Work item
Pick every line with "email" from the material below.

-----

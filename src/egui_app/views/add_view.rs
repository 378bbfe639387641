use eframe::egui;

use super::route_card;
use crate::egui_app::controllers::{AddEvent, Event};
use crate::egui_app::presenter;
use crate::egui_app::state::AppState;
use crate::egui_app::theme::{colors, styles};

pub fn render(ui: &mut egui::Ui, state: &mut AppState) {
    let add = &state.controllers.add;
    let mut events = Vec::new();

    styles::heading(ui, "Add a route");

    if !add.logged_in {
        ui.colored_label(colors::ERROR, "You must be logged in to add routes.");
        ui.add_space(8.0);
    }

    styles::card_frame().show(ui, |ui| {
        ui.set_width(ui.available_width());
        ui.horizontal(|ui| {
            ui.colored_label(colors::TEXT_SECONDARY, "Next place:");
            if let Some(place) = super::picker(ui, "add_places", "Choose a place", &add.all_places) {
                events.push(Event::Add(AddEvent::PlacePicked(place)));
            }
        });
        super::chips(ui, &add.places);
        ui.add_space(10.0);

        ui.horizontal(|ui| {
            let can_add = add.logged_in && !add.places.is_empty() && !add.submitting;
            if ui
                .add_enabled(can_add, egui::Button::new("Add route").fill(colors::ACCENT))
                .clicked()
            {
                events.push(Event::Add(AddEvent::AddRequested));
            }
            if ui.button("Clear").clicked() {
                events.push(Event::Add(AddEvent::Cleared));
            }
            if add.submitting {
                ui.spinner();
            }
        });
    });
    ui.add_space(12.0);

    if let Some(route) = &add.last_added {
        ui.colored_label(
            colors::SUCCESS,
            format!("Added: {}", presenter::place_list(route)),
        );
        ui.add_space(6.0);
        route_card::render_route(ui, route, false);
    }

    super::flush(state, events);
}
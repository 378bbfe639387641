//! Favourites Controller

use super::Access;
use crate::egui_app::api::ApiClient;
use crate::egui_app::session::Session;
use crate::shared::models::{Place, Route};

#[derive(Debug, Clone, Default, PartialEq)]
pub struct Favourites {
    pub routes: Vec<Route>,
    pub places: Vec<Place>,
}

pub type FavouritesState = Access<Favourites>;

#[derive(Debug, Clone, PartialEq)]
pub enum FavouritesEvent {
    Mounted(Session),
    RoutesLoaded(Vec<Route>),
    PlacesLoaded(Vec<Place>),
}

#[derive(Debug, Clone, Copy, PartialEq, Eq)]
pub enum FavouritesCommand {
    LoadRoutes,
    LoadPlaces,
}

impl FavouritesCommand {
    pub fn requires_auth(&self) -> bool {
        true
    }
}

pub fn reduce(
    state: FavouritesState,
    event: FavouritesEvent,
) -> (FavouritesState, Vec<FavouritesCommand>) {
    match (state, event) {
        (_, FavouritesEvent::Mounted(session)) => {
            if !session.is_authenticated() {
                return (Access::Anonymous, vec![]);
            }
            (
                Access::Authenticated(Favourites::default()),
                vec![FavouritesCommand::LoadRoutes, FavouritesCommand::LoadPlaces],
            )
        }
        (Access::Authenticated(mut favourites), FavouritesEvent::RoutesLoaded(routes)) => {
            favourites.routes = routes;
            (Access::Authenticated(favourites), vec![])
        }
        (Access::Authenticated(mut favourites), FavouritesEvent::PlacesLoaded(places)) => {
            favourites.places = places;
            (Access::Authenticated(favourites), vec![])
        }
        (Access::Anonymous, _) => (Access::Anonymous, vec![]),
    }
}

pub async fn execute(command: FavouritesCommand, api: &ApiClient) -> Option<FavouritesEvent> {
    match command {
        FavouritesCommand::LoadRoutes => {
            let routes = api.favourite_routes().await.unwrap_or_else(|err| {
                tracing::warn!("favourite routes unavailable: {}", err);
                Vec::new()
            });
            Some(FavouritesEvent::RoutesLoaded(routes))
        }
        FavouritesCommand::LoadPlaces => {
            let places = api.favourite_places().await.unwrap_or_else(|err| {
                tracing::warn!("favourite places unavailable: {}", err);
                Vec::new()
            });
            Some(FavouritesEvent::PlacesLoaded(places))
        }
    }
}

-----

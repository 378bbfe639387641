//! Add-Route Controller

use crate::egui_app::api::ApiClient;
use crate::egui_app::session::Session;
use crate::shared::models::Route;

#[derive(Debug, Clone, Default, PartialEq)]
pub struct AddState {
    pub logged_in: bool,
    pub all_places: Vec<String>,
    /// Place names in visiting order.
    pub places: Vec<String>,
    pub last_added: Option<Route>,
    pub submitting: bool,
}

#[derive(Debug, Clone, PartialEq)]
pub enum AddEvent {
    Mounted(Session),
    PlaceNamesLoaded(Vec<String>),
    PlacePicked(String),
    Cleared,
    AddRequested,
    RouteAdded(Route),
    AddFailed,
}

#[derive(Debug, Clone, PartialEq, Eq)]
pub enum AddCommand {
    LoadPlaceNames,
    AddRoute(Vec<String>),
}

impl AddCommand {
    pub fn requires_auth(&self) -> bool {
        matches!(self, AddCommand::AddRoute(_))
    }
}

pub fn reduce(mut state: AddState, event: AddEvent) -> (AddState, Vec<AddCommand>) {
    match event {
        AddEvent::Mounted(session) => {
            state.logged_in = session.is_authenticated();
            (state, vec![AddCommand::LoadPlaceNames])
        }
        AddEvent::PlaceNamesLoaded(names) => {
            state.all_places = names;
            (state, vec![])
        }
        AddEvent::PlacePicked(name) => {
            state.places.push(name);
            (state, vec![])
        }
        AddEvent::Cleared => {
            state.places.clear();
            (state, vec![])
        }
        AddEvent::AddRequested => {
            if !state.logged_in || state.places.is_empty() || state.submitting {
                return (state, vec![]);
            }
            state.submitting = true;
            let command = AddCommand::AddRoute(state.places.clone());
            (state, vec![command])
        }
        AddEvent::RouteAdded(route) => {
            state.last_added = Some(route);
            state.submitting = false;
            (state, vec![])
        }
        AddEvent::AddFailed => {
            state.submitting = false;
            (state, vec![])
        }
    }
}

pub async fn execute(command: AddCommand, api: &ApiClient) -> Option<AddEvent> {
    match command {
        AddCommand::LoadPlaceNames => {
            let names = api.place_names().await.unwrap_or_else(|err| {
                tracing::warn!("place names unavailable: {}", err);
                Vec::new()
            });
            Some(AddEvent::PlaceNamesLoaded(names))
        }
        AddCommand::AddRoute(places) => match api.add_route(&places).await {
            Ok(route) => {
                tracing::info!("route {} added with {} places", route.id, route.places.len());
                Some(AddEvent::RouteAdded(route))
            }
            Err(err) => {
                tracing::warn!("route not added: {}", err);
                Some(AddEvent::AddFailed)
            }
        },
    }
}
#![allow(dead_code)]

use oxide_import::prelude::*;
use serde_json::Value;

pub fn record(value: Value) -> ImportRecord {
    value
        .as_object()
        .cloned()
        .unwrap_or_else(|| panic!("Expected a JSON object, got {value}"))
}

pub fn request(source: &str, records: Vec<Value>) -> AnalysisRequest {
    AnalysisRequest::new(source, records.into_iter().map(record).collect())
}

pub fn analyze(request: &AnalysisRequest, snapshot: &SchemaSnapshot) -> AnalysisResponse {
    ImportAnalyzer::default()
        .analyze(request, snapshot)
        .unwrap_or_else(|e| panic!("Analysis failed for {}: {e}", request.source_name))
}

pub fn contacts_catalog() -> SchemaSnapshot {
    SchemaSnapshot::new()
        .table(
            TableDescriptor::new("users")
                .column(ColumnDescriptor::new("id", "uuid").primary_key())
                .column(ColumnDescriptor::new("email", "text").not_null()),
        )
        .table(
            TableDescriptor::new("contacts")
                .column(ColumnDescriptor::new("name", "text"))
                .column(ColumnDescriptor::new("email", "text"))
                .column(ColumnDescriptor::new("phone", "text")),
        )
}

-----

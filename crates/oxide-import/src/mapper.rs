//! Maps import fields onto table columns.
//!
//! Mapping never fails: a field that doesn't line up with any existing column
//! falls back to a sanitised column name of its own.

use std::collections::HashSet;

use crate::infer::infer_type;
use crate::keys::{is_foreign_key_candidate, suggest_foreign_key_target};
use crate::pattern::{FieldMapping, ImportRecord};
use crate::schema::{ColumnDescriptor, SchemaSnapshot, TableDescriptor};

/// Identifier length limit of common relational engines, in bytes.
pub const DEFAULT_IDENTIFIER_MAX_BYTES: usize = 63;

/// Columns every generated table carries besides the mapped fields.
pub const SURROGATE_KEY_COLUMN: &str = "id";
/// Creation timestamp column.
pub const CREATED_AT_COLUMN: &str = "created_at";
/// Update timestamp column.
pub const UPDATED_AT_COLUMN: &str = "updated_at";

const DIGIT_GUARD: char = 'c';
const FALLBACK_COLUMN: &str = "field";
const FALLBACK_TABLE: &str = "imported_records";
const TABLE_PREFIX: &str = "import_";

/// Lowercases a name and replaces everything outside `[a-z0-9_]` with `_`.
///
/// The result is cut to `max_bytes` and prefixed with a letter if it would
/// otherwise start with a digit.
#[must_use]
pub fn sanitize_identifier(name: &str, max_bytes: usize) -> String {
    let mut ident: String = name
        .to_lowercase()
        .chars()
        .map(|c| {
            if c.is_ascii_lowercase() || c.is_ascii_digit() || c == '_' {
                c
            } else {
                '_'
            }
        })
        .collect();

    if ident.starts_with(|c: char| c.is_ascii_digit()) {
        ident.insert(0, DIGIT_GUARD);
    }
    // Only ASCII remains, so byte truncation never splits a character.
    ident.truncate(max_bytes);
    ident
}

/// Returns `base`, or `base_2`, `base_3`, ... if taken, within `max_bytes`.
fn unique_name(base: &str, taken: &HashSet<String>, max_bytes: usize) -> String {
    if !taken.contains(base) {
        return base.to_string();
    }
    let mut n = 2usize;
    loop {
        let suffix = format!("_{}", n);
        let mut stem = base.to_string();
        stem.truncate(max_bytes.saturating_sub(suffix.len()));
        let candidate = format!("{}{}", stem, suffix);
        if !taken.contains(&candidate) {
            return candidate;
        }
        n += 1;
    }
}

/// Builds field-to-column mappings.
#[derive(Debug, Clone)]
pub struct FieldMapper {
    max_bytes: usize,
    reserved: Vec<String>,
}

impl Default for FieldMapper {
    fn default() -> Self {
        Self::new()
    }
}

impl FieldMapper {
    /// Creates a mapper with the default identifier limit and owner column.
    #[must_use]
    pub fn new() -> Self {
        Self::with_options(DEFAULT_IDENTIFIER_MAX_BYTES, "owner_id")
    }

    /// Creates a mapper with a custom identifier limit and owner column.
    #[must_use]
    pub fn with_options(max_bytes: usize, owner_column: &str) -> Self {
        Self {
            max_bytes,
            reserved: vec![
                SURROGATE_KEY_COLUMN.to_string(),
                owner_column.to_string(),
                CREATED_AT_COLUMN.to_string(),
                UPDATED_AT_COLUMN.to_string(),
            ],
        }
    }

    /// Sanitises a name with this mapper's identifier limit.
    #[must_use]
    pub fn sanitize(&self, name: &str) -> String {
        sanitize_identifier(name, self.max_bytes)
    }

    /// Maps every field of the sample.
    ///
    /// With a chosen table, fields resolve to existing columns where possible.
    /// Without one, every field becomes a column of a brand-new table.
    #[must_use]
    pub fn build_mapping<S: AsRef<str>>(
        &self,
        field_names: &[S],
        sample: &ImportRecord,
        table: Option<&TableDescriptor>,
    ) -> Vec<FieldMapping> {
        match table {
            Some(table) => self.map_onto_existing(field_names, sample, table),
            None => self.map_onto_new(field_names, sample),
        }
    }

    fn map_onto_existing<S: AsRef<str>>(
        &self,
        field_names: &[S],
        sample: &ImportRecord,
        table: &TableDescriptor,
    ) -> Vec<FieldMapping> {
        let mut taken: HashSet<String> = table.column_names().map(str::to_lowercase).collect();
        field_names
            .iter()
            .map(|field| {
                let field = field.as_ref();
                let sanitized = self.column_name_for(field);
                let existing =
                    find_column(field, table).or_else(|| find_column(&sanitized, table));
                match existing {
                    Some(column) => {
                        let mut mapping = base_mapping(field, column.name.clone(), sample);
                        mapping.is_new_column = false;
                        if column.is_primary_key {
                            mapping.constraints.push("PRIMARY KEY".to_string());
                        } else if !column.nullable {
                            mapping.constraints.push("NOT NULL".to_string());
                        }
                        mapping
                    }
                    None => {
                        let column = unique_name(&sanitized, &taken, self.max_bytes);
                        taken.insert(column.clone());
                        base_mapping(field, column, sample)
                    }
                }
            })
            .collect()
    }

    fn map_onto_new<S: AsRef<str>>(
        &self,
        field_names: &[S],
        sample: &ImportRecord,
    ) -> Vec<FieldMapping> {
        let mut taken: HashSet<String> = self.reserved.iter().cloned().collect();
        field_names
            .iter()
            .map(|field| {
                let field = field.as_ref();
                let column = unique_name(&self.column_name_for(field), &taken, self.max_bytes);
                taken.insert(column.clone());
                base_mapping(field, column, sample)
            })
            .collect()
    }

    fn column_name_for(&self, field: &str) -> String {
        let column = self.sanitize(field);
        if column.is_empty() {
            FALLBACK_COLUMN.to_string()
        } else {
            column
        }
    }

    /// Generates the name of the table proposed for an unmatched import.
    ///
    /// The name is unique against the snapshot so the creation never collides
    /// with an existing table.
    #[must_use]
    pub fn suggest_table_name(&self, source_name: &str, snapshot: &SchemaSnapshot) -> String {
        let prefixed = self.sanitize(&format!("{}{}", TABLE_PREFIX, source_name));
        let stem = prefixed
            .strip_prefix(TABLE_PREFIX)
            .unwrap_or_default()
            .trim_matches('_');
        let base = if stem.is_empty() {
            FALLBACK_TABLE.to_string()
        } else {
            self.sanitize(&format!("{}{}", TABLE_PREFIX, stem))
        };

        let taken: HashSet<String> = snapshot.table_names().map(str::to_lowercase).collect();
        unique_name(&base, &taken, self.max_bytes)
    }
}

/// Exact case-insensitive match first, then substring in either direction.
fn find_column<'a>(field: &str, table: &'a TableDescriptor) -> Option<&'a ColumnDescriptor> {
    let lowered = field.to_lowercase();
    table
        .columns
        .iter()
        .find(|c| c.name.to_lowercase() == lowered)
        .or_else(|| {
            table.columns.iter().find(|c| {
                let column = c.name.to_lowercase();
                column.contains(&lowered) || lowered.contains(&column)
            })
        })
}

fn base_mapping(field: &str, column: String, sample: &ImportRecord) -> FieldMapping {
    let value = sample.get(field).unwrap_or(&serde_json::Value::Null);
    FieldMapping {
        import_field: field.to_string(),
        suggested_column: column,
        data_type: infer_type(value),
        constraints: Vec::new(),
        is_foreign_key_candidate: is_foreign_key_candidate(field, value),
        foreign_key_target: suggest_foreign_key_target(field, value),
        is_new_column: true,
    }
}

-----

Your response
                .column(ColumnDescriptor::new("email", "text").not_null()),
                .column(ColumnDescriptor::new("email", "text"))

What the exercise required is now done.